*Assigned task*: Scan the entries below for "ScrapedLoad" and copy each line that holds it.
Records shown START
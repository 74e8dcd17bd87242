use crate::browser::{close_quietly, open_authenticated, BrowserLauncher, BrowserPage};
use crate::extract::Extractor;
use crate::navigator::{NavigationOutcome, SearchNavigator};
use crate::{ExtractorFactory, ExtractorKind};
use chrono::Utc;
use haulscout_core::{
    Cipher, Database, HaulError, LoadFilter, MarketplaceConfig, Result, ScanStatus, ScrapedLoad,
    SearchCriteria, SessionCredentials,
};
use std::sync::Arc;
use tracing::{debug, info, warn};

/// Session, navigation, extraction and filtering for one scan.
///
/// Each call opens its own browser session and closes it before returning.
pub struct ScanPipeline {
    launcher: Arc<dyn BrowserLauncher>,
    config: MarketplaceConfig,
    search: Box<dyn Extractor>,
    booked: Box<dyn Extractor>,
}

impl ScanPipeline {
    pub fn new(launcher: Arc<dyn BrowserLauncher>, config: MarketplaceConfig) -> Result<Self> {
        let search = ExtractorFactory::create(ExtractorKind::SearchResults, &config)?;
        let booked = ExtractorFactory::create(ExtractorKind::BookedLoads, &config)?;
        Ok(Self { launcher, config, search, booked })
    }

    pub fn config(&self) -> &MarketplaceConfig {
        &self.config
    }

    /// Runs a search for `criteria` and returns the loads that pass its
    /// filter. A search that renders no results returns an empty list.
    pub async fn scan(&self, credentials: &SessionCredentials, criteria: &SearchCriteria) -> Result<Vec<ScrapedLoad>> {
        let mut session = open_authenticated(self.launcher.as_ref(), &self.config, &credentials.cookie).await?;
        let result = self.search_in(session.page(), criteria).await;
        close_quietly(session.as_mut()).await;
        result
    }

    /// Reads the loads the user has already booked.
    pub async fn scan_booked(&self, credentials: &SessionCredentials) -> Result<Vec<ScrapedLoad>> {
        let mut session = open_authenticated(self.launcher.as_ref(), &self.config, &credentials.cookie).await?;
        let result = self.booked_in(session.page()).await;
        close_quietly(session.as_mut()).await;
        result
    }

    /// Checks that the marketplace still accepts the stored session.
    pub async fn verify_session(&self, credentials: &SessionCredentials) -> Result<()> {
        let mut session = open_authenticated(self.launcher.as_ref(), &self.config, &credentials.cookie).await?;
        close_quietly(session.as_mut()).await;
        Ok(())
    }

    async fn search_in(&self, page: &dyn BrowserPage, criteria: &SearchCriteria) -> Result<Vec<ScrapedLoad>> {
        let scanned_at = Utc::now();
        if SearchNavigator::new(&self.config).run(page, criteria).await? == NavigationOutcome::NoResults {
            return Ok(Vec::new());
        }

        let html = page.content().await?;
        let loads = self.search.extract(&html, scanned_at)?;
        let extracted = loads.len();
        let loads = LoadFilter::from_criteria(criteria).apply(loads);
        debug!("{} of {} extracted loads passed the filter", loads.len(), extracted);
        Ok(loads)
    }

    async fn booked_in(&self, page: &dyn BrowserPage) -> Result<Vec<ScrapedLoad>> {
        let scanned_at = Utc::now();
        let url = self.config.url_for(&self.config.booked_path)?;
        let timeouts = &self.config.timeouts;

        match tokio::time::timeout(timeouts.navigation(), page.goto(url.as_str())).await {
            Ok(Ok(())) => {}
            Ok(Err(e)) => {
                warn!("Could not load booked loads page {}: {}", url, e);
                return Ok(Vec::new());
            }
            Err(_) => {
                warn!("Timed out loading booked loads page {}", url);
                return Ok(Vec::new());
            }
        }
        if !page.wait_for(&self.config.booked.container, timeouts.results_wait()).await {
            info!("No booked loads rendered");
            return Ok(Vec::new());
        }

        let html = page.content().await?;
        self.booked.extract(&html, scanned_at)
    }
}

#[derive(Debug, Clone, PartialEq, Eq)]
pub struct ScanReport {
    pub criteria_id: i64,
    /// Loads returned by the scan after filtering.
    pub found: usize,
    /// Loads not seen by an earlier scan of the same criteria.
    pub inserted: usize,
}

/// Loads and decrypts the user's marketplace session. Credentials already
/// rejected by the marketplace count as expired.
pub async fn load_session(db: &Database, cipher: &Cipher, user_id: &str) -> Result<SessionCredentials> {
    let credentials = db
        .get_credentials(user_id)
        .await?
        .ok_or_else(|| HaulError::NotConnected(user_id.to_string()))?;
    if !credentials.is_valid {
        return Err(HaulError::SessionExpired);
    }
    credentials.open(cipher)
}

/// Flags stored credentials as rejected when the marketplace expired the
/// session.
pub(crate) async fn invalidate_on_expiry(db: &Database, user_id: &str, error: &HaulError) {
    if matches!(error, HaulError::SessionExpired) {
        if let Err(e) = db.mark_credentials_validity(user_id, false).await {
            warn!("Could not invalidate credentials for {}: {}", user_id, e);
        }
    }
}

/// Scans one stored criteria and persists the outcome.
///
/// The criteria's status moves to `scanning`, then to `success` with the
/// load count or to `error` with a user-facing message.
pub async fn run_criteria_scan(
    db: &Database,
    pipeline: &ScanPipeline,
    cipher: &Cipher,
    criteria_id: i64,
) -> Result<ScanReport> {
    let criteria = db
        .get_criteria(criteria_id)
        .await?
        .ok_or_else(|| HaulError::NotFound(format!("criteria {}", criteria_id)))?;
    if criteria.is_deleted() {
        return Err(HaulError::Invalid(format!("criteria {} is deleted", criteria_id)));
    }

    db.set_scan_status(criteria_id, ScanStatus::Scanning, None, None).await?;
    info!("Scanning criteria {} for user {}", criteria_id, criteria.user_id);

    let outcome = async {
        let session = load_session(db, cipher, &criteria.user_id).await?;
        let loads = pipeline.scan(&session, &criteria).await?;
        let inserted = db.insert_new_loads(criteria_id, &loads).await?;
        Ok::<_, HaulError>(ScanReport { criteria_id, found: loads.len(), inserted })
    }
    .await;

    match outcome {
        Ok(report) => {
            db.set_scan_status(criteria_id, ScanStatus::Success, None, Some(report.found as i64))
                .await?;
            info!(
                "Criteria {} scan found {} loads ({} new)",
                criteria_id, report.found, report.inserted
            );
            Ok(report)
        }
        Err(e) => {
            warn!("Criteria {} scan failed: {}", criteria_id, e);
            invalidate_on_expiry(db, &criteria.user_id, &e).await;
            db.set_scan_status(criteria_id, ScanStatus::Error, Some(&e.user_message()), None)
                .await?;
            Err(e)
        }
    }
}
Records shown END
*Output of the task*:
    Cipher, Database, HaulError, LoadFilter, MarketplaceConfig, Result, ScanStatus, ScrapedLoad,
    pub async fn scan(&self, credentials: &SessionCredentials, criteria: &SearchCriteria) -> Result<Vec<ScrapedLoad>> {
    pub async fn scan_booked(&self, credentials: &SessionCredentials) -> Result<Vec<ScrapedLoad>> {
    async fn search_in(&self, page: &dyn BrowserPage, criteria: &SearchCriteria) -> Result<Vec<ScrapedLoad>> {
    async fn booked_in(&self, page: &dyn BrowserPage) -> Result<Vec<ScrapedLoad>> {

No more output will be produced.